Aside from the fact that non-politicians on the QT panel are almost always far less cagey – and therefore much more interesting – than their politician counterparts, is QT, and the BBC in general, guilty of left-wing bias?
With QT the panel is generally made up of a mixture of guests from across the political spectrum. I have in the past noticed that the audience tends to lean more to the left than the right, but it is hard to see how this is manufactured in any way by the BBC – I’ve been in the QT audience myself and recall no questions being asked as to my political persuasion.
I would also add that the QT audience often leans heavily toward “establishment liberalism”, as Nick Cohen puts it, more than it does leftism – a very important distinction which would take too long to go into here.
As for the much bigger question of whether or not the BBC is actively cool toward the conservative view of life, it is about time this notion was put to bed once and for all (it won’t be of course, for the right will have learned from the US that aggressively accusing television channels of “bias” is the best way of ensuring their servility).
In August 2013, academics at Cardiff University investigated so-called political bias at the BBC. They looked at news coverage from both 2007 and 2012 so as to analyse coverage under both the last Labour government and the Coalition.
Far from left-wing bias, the researchers found a clear bias toward the Tories. Whereas in 2007 Gordon Brown outnumbered David Cameron in appearances by a ratio of two to one, in 2012 David Cameron outnumbered Ed Miliband by nearly four to one. Across the entire period researchers studied, Tory politicians were featured more than 50 per cent more often than Labour ones. The researchers concluded that:
“The evidence is clear that the BBC does not lean to the left it actually provides more space for Conservative voices.”

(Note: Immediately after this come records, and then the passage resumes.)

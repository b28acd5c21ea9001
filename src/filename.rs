// Copyright (c) 2026 shaneyale (shaneyale86@gmail.com)
// All rights reserved.

//! # 文件名校验
//!
//! 在任何路径拼接之前执行。这里的白名单字符策略就是唯一的路径穿越防线，
//! 之后不会再做 canonicalize 或 chroot 检查。
//!
//! 允许多个 `.`（例如 `archive.tar.gz`），但不允许出现相邻的 `..`。

use crate::param::MAX_FILENAME_LEN;

/// 判断文件名是否可以安全地拼接到存储根目录下。
pub fn valid_filename(name: &str) -> bool {
    if name.is_empty() || name.len() > MAX_FILENAME_LEN {
        return false;
    }

    if name.starts_with(['.', '/', '\\']) {
        return false;
    }

    if name.contains("..") || name.contains('/') || name.contains('\\') {
        return false;
    }

    name.bytes()
        .all(|c| c.is_ascii_alphanumeric() || c == b'.' || c == b'_' || c == b'-')
}
use serde_derive::Deserialize;
use serde_derive::Serialize;

use std::fmt;
use std::fs;
use std::io;
use std::path::{Path, PathBuf};
use std::time::Duration;

/// 默认配置文件路径
pub const DEFAULT_CONFIG_PATH: &str = "config/development.toml";

/// 路由模式
#[derive(Serialize, Deserialize, Debug, Clone, Copy, PartialEq, Eq)]
#[serde(rename_all = "lowercase")]
pub enum RouteMode {
    /// `POST /upload` 与 `GET|HEAD /retrieve?name=`，上传文件名由服务器生成
    Routed,
    /// 所有操作都在 `/` 上，文件名由 `?name=` 指定
    Single,
}

impl RouteMode {
    pub fn upload_path(&self) -> &'static str {
        match self {
            RouteMode::Routed => "/upload",
            RouteMode::Single => "/",
        }
    }

    pub fn retrieve_path(&self) -> &'static str {
        match self {
            RouteMode::Routed => "/retrieve",
            RouteMode::Single => "/",
        }
    }
}

#[derive(Serialize, Deserialize, Debug, Clone)]
#[serde(default)]
pub struct Config {
    port: u16,
    local: bool,
    worker_threads: usize,
    serve_root: String,
    save_root: String,
    route_mode: RouteMode,
    header_buffer_size: usize,
    max_request_size: u64,
    max_file_size: u64,
    read_timeout_ms: u64,
    chunk_size: usize,
    enable_compressor: bool,
    compressor: Option<String>,
    compressor_delay_ms: u64,
    log_file: String,
    log_level: String,
    log_config: Option<String>,
}

#[derive(Debug)]
pub enum ConfigError {
    Io(io::Error),
    Parse(toml::de::Error),
}

impl fmt::Display for ConfigError {
    fn fmt(&self, f: &mut fmt::Formatter<'_>) -> fmt::Result {
        match self {
            ConfigError::Io(e) => write!(f, "无法读取配置文件: {}", e),
            ConfigError::Parse(e) => write!(f, "无法解析配置文件: {}", e),
        }
    }
}

impl std::error::Error for ConfigError {}

impl Default for Config {
    fn default() -> Self {
        Self::new()
    }
}

impl Config {
    pub fn new() -> Self {
        Self {
            port: 8080,
            local: false,
            worker_threads: 0,
            serve_root: "./serve".to_string(),
            save_root: "./save".to_string(),
            route_mode: RouteMode::Routed,
            header_buffer_size: 8192,
            max_request_size: 128 * 1024 * 1024,
            max_file_size: 128 * 1024 * 1024,
            read_timeout_ms: 30_000,
            chunk_size: 8192,
            enable_compressor: true,
            compressor: None,
            compressor_delay_ms: 1000,
            log_file: "./server.log".to_string(),
            log_level: "info".to_string(),
            log_config: None,
        }
    }

    /// 从 TOML 文件读取配置。未出现的字段取默认值。
    pub fn from_toml(filename: impl AsRef<Path>) -> Result<Self, ConfigError> {
        let content = fs::read_to_string(filename).map_err(ConfigError::Io)?;
        Self::from_toml_str(&content)
    }

    pub fn from_toml_str(content: &str) -> Result<Self, ConfigError> {
        let mut raw_config: Config = toml::from_str(content).map_err(ConfigError::Parse)?;
        raw_config.normalize();
        Ok(raw_config)
    }

    /// 把 0 之类的"自动"取值换成实际值。
    fn normalize(&mut self) {
        if self.worker_threads == 0 {
            self.worker_threads = num_cpus::get();
        }
        if self.chunk_size == 0 {
            self.chunk_size = 8192;
        }
        // 至少要能放下一个请求行和分隔符
        if self.header_buffer_size < 64 {
            self.header_buffer_size = 64;
        }
    }
}

impl Config {
    pub fn port(&self) -> u16 {
        self.port
    }

    pub fn local(&self) -> bool {
        self.local
    }

    pub fn worker_threads(&self) -> usize {
        if self.worker_threads == 0 {
            num_cpus::get()
        } else {
            self.worker_threads
        }
    }

    pub fn serve_root(&self) -> &Path {
        Path::new(&self.serve_root)
    }

    pub fn save_root(&self) -> &Path {
        Path::new(&self.save_root)
    }

    pub fn route_mode(&self) -> RouteMode {
        self.route_mode
    }

    pub fn header_buffer_size(&self) -> usize {
        self.header_buffer_size
    }

    pub fn max_request_size(&self) -> u64 {
        self.max_request_size
    }

    pub fn max_file_size(&self) -> u64 {
        self.max_file_size
    }

    pub fn read_timeout(&self) -> Duration {
        Duration::from_millis(self.read_timeout_ms)
    }

    pub fn chunk_size(&self) -> usize {
        self.chunk_size
    }

    pub fn enable_compressor(&self) -> bool {
        self.enable_compressor
    }

    pub fn compressor(&self) -> Option<PathBuf> {
        self.compressor.as_ref().map(PathBuf::from)
    }

    pub fn compressor_delay(&self) -> Duration {
        Duration::from_millis(self.compressor_delay_ms)
    }

    pub fn log_file(&self) -> &str {
        &self.log_file
    }

    pub fn log_level(&self) -> &str {
        &self.log_level
    }

    pub fn log_config(&self) -> Option<&str> {
        self.log_config.as_deref()
    }
}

The same was true of the corporation’s business coverage:
“Opinion was almost completely dominated by stockbrokers, investment bankers, hedge fund managers and other City voices. Civil society voices or commentators who questioned the benefits of having such a large finance sector were almost completely absent from coverage. The fact that the City financiers who had caused the crisis were given almost monopoly status to frame debate again demonstrates the prominence of pro-business perspectives.”